## Exercise instructions
Exactly reproduce the line containing "if let Some(color)" together with every line after it, through the end of the entries, and give nothing more.
Start of Exercise materials
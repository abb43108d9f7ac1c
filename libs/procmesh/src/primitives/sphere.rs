//! # Sphere Primitive
//!
//! Latitude/longitude sphere or ellipsoid. Rows run from the north pole
//! (`+Y`) down to the south pole; columns run counter-clockwise seen from
//! above. Pole rows keep a full ring of coincident vertices so every column
//! gets its own texture coordinate.

use super::subdivision_option;
use crate::error::GeometryResult;
use crate::vertex_data::{SideOptions, VertexData};
use config::constants::{clamp_arc, DEFAULT_TESSELLATION};
use glam::{Vec2, Vec3};
use serde::{Deserialize, Serialize};
use std::f32::consts::{PI, TAU};

/// Options for [`create_sphere`].
#[derive(Debug, Clone, PartialEq, Serialize, Deserialize)]
#[serde(default)]
pub struct SphereOptions {
    /// Number of horizontal segments (default 32, minimum 1)
    pub segments: u32,
    /// Diameter used for any axis not given (default 1)
    pub diameter: f32,
    /// Diameter along X
    pub diameter_x: Option<f32>,
    /// Diameter along Y
    pub diameter_y: Option<f32>,
    /// Diameter along Z
    pub diameter_z: Option<f32>,
    /// Fraction of the full turn around Y, in (0, 1]
    pub arc: f32,
    /// Fraction of the pole-to-pole sweep, in (0, 1]
    pub slice: f32,
    /// Skip the zero-area triangles touching the poles
    pub dedup_top_bottom_indices: bool,
    /// Side orientation
    pub sides: SideOptions,
}

impl Default for SphereOptions {
    fn default() -> Self {
        Self {
            segments: DEFAULT_TESSELLATION,
            diameter: 1.0,
            diameter_x: None,
            diameter_y: None,
            diameter_z: None,
            arc: 1.0,
            slice: 1.0,
            dedup_top_bottom_indices: false,
            sides: SideOptions::default(),
        }
    }
}

impl SphereOptions {
    /// Clamps segments, arc and slice to their documented ranges.
    pub fn normalized(&self) -> Self {
        Self {
            segments: subdivision_option("sphere.segments", self.segments),
            arc: clamp_arc(self.arc),
            slice: clamp_arc(self.slice),
            ..self.clone()
        }
    }

    /// Radii along X, Y and Z.
    pub fn radii(&self) -> Vec3 {
        Vec3::new(
            self.diameter_x.unwrap_or(self.diameter),
            self.diameter_y.unwrap_or(self.diameter),
            self.diameter_z.unwrap_or(self.diameter),
        ) * 0.5
    }
}

/// Creates a sphere.
///
/// There are `segments + 2` rows of quads and twice as many columns, so the
/// buffer holds `(rows + 1) * (columns + 1)` vertices.
///
/// # Example
///
/// ```rust
/// use procmesh::primitives::{create_sphere, SphereOptions};
///
/// let sphere = create_sphere(&SphereOptions { segments: 2, ..Default::default() }).unwrap();
/// assert_eq!(sphere.vertex_count(), 5 * 9);
/// ```
pub fn create_sphere(options: &SphereOptions) -> GeometryResult<VertexData> {
    let options = options.normalized();
    let radii = options.radii();
    let rows = options.segments + 2;
    let columns = rows * 2;
    let stride = columns + 1;

    let mut data = VertexData::with_capacity(
        ((rows + 1) * stride) as usize,
        (rows * columns * 2) as usize,
    );

    for row in 0..=rows {
        let v = row as f32 / rows as f32;
        let theta = v * PI * options.slice;
        let (sin_theta, cos_theta) = theta.sin_cos();
        for column in 0..=columns {
            let u = column as f32 / columns as f32;
            let phi = u * TAU * options.arc;
            let (sin_phi, cos_phi) = phi.sin_cos();
            let direction = Vec3::new(sin_theta * cos_phi, cos_theta, -sin_theta * sin_phi);
            let normal = (direction / radii).normalize_or_zero();
            data.add_vertex(direction * radii, normal, Vec2::new(u, 1.0 - v));
        }
    }

    let full_slice = options.slice >= 1.0;
    for row in 0..rows {
        for column in 0..columns {
            let a = row * stride + column;
            let next_column = a + 1;
            let next_row = a + stride;
            let diagonal = next_row + 1;

            let skip_top = options.dedup_top_bottom_indices && row == 0;
            let skip_bottom = options.dedup_top_bottom_indices && row + 1 == rows && full_slice;
            if !skip_top {
                data.add_triangle(a, next_row, next_column);
            }
            if !skip_bottom {
                data.add_triangle(next_column, next_row, diagonal);
            }
        }
    }

    Ok(data.finish(&options.sides))
}

#[cfg(test)]
mod tests {
    use super::*;
    use approx::assert_relative_eq;

    #[test]
    fn test_sphere_counts() {
        let sphere = create_sphere(&SphereOptions {
            segments: 4,
            ..Default::default()
        })
        .unwrap();
        // 6 rows, 12 columns
        assert_eq!(sphere.vertex_count(), 7 * 13);
        assert_eq!(sphere.triangle_count(), 6 * 12 * 2);
        assert!(sphere.validate().is_ok());
    }

    #[test]
    fn test_sphere_radius_and_normals() {
        let sphere = create_sphere(&SphereOptions {
            diameter: 4.0,
            segments: 6,
            ..Default::default()
        })
        .unwrap();
        for i in 0..sphere.vertex_count() {
            let p = sphere.position(i);
            assert_relative_eq!(p.length(), 2.0, epsilon = 1e-4);
            assert_relative_eq!(sphere.normal(i).dot(p / 2.0), 1.0, epsilon = 1e-4);
        }
    }

    #[test]
    fn test_sphere_faces_point_outward() {
        let sphere = create_sphere(&SphereOptions {
            segments: 3,
            dedup_top_bottom_indices: true,
            ..Default::default()
        })
        .unwrap();
        for t in sphere.indices.chunks_exact(3) {
            let a = sphere.position(t[0] as usize);
            let b = sphere.position(t[1] as usize);
            let c = sphere.position(t[2] as usize);
            let centroid = (a + b + c) / 3.0;
            assert!((b - a).cross(c - a).dot(centroid) > 0.0);
        }
    }

    #[test]
    fn test_sphere_dedup_skips_pole_triangles() {
        let plain = create_sphere(&SphereOptions {
            segments: 2,
            ..Default::default()
        })
        .unwrap();
        let dedup = create_sphere(&SphereOptions {
            segments: 2,
            dedup_top_bottom_indices: true,
            ..Default::default()
        })
        .unwrap();
        // One triangle per column is dropped at each pole.
        assert_eq!(plain.triangle_count() - dedup.triangle_count(), 2 * 8);
    }

    #[test]
    fn test_sphere_ellipsoid_normals() {
        let sphere = create_sphere(&SphereOptions {
            diameter_y: Some(4.0),
            segments: 2,
            ..Default::default()
        })
        .unwrap();
        let (min, max) = sphere.bounding_box();
        assert_relative_eq!(max.y, 2.0, epsilon = 1e-5);
        assert_relative_eq!(min.x, -0.5, epsilon = 1e-5);
        // North pole normal still points up.
        assert_relative_eq!(sphere.normal(0).y, 1.0, epsilon = 1e-5);
    }

    #[test]
    fn test_sphere_uvs() {
        let sphere = create_sphere(&SphereOptions {
            segments: 2,
            ..Default::default()
        })
        .unwrap();
        assert_eq!(sphere.uv(0), Vec2::new(0.0, 1.0));
        let last = sphere.vertex_count() - 1;
        assert_eq!(sphere.uv(last), Vec2::new(1.0, 0.0));
    }
}
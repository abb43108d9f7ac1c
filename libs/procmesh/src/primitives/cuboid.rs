//! # Box Primitive
//!
//! Axis-aligned box centered on the origin. By default every face owns its
//! four vertices so faces get independent normals, uvs and colors. In wrap
//! mode the four side faces share 8 vertices and the caps add 8 more.

use super::map_to_rect;
use crate::error::GeometryResult;
use crate::vertex_data::{SideOptions, VertexData};
use glam::{Vec2, Vec3, Vec4};
use serde::{Deserialize, Serialize};

/// Face order shared by [`BoxOptions::face_uv`] and [`BoxOptions::face_colors`]:
/// `+Z, -Z, +X, -X, +Y, -Y`.
///
/// Each entry is the outward normal followed by the face's `u` and `v` axes.
pub(crate) const BOX_FACES: [(Vec3, Vec3, Vec3); 6] = [
    (Vec3::Z, Vec3::X, Vec3::Y),
    (Vec3::NEG_Z, Vec3::NEG_X, Vec3::Y),
    (Vec3::X, Vec3::NEG_Z, Vec3::Y),
    (Vec3::NEG_X, Vec3::Z, Vec3::Y),
    (Vec3::Y, Vec3::X, Vec3::NEG_Z),
    (Vec3::NEG_Y, Vec3::X, Vec3::Z),
];

const TOP_FACE: usize = 4;
const BOTTOM_FACE: usize = 5;

/// Options for [`create_box`].
#[derive(Debug, Clone, PartialEq, Serialize, Deserialize)]
#[serde(default)]
pub struct BoxOptions {
    /// Edge length used for any dimension not given explicitly (default 1)
    pub size: f32,
    /// Extent along X
    pub width: Option<f32>,
    /// Extent along Y
    pub height: Option<f32>,
    /// Extent along Z
    pub depth: Option<f32>,
    /// Texture rectangle `(u0, v0, u1, v1)` per face
    pub face_uv: [Vec4; 6],
    /// Color per face; colors are emitted only when set
    pub face_colors: Option<[Vec4; 6]>,
    /// Share side vertices for seamless texture wrapping
    pub wrap: bool,
    /// Quarter turns applied to the top face texture (0..=3)
    pub top_base_at: u8,
    /// Quarter turns applied to the bottom face texture (0..=3)
    pub bottom_base_at: u8,
    /// Side orientation
    pub sides: SideOptions,
}

impl Default for BoxOptions {
    fn default() -> Self {
        Self {
            size: 1.0,
            width: None,
            height: None,
            depth: None,
            face_uv: [Vec4::new(0.0, 0.0, 1.0, 1.0); 6],
            face_colors: None,
            wrap: false,
            top_base_at: 0,
            bottom_base_at: 0,
            sides: SideOptions::default(),
        }
    }
}

impl BoxOptions {
    /// Full extents along X, Y and Z.
    pub fn dimensions(&self) -> Vec3 {
        Vec3::new(
            self.width.unwrap_or(self.size),
            self.height.unwrap_or(self.size),
            self.depth.unwrap_or(self.size),
        )
    }
}

/// Creates a box.
///
/// # Example
///
/// ```rust
/// use procmesh::primitives::{create_box, BoxOptions};
///
/// let cube = create_box(&BoxOptions::default()).unwrap();
/// assert_eq!(cube.vertex_count(), 24);
/// assert_eq!(cube.triangle_count(), 12);
/// ```
pub fn create_box(options: &BoxOptions) -> GeometryResult<VertexData> {
    let data = if options.wrap {
        wrapped_box(options)
    } else {
        faceted_box(options)
    };
    Ok(data.finish(&options.sides))
}

/// Rotates a unit-square coordinate by quarter turns about its center.
fn quarter_turns(uv: Vec2, turns: u8) -> Vec2 {
    match turns % 4 {
        1 => Vec2::new(1.0 - uv.y, uv.x),
        2 => Vec2::new(1.0 - uv.x, 1.0 - uv.y),
        3 => Vec2::new(uv.y, 1.0 - uv.x),
        _ => uv,
    }
}

fn face_turns(options: &BoxOptions, face: usize) -> u8 {
    match face {
        TOP_FACE => options.top_base_at,
        BOTTOM_FACE => options.bottom_base_at,
        _ => 0,
    }
}

fn faceted_box(options: &BoxOptions) -> VertexData {
    let half = options.dimensions() * 0.5;
    let corners = [
        Vec2::new(0.0, 0.0),
        Vec2::new(1.0, 0.0),
        Vec2::new(1.0, 1.0),
        Vec2::new(0.0, 1.0),
    ];

    let mut data = VertexData::with_capacity(24, 12);
    for (face, &(normal, u_axis, v_axis)) in BOX_FACES.iter().enumerate() {
        let base = data.vertex_count() as u32;
        let turns = face_turns(options, face);
        for corner in corners {
            let offset = normal + u_axis * (2.0 * corner.x - 1.0) + v_axis * (2.0 * corner.y - 1.0);
            let uv = map_to_rect(quarter_turns(corner, turns), options.face_uv[face]);
            data.add_vertex(half * offset, normal, uv);
            if let Some(colors) = &options.face_colors {
                data.add_color(colors[face]);
            }
        }
        data.add_triangle(base, base + 1, base + 2);
        data.add_triangle(base, base + 2, base + 3);
    }
    data
}

fn wrapped_box(options: &BoxOptions) -> VertexData {
    let half = options.dimensions() * 0.5;
    // Counter-clockwise seen from +Y, starting at the -X/+Z corner.
    let ring = [
        Vec2::new(-1.0, 1.0),
        Vec2::new(1.0, 1.0),
        Vec2::new(1.0, -1.0),
        Vec2::new(-1.0, -1.0),
    ];
    let side_color = options.face_colors.map(|c| c[0]);
    let side_rect = options.face_uv[0];

    let mut data = VertexData::with_capacity(16, 12);

    // Side vertices: bottom ring then top ring. Alternating u mirrors the
    // texture on neighbouring faces so every shared corner is seam-free.
    for (level, y) in [(0.0, -1.0), (1.0, 1.0)] {
        for (k, corner) in ring.iter().enumerate() {
            let position = Vec3::new(corner.x * half.x, y * half.y, corner.y * half.z);
            let normal = Vec3::new(corner.x, 0.0, corner.y).normalize();
            let u = (k % 2) as f32;
            data.add_vertex(position, normal, map_to_rect(Vec2::new(u, level), side_rect));
            if let Some(color) = side_color {
                data.add_color(color);
            }
        }
    }
    for k in 0..4u32 {
        let next = (k + 1) % 4;
        let (b0, b1, t0, t1) = (k, next, k + 4, next + 4);
        data.add_triangle(b0, b1, t1);
        data.add_triangle(b0, t1, t0);
    }

    for face in [TOP_FACE, BOTTOM_FACE] {
        let (normal, y) = if face == TOP_FACE { (Vec3::Y, 1.0) } else { (Vec3::NEG_Y, -1.0) };
        let base = data.vertex_count() as u32;
        for corner in ring {
            let position = Vec3::new(corner.x * half.x, y * half.y, corner.y * half.z);
            let planar = if face == TOP_FACE {
                Vec2::new((corner.x + 1.0) * 0.5, (1.0 - corner.y) * 0.5)
            } else {
                Vec2::new((corner.x + 1.0) * 0.5, (1.0 + corner.y) * 0.5)
            };
            let uv = map_to_rect(quarter_turns(planar, face_turns(options, face)), options.face_uv[face]);
            data.add_vertex(position, normal, uv);
            if let Some(colors) = &options.face_colors {
                data.add_color(colors[face]);
            }
        }
        if face == TOP_FACE {
            data.add_triangle(base, base + 1, base + 2);
            data.add_triangle(base, base + 2, base + 3);
        } else {
            data.add_triangle(base, base + 2, base + 1);
            data.add_triangle(base, base + 3, base + 2);
        }
    }

    data
}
End of Exercise materials
## Finished task
            if let Some(color) = side_color {
                data.add_color(color);
            }
        }
    }
    for k in 0..4u32 {
        let next = (k + 1) % 4;
        let (b0, b1, t0, t1) = (k, next, k + 4, next + 4);
        data.add_triangle(b0, b1, t1);
        data.add_triangle(b0, t1, t0);
    }

    for face in [TOP_FACE, BOTTOM_FACE] {
        let (normal, y) = if face == TOP_FACE { (Vec3::Y, 1.0) } else { (Vec3::NEG_Y, -1.0) };
        let base = data.vertex_count() as u32;
        for corner in ring {
            let position = Vec3::new(corner.x * half.x, y * half.y, corner.y * half.z);
            let planar = if face == TOP_FACE {
                Vec2::new((corner.x + 1.0) * 0.5, (1.0 - corner.y) * 0.5)
            } else {
                Vec2::new((corner.x + 1.0) * 0.5, (1.0 + corner.y) * 0.5)
            };
            let uv = map_to_rect(quarter_turns(planar, face_turns(options, face)), options.face_uv[face]);
            data.add_vertex(position, normal, uv);
            if let Some(colors) = &options.face_colors {
                data.add_color(colors[face]);
            }
        }
        if face == TOP_FACE {
            data.add_triangle(base, base + 1, base + 2);
            data.add_triangle(base, base + 2, base + 3);
        } else {
            data.add_triangle(base, base + 2, base + 1);
            data.add_triangle(base, base + 3, base + 2);
        }
    }

    data
}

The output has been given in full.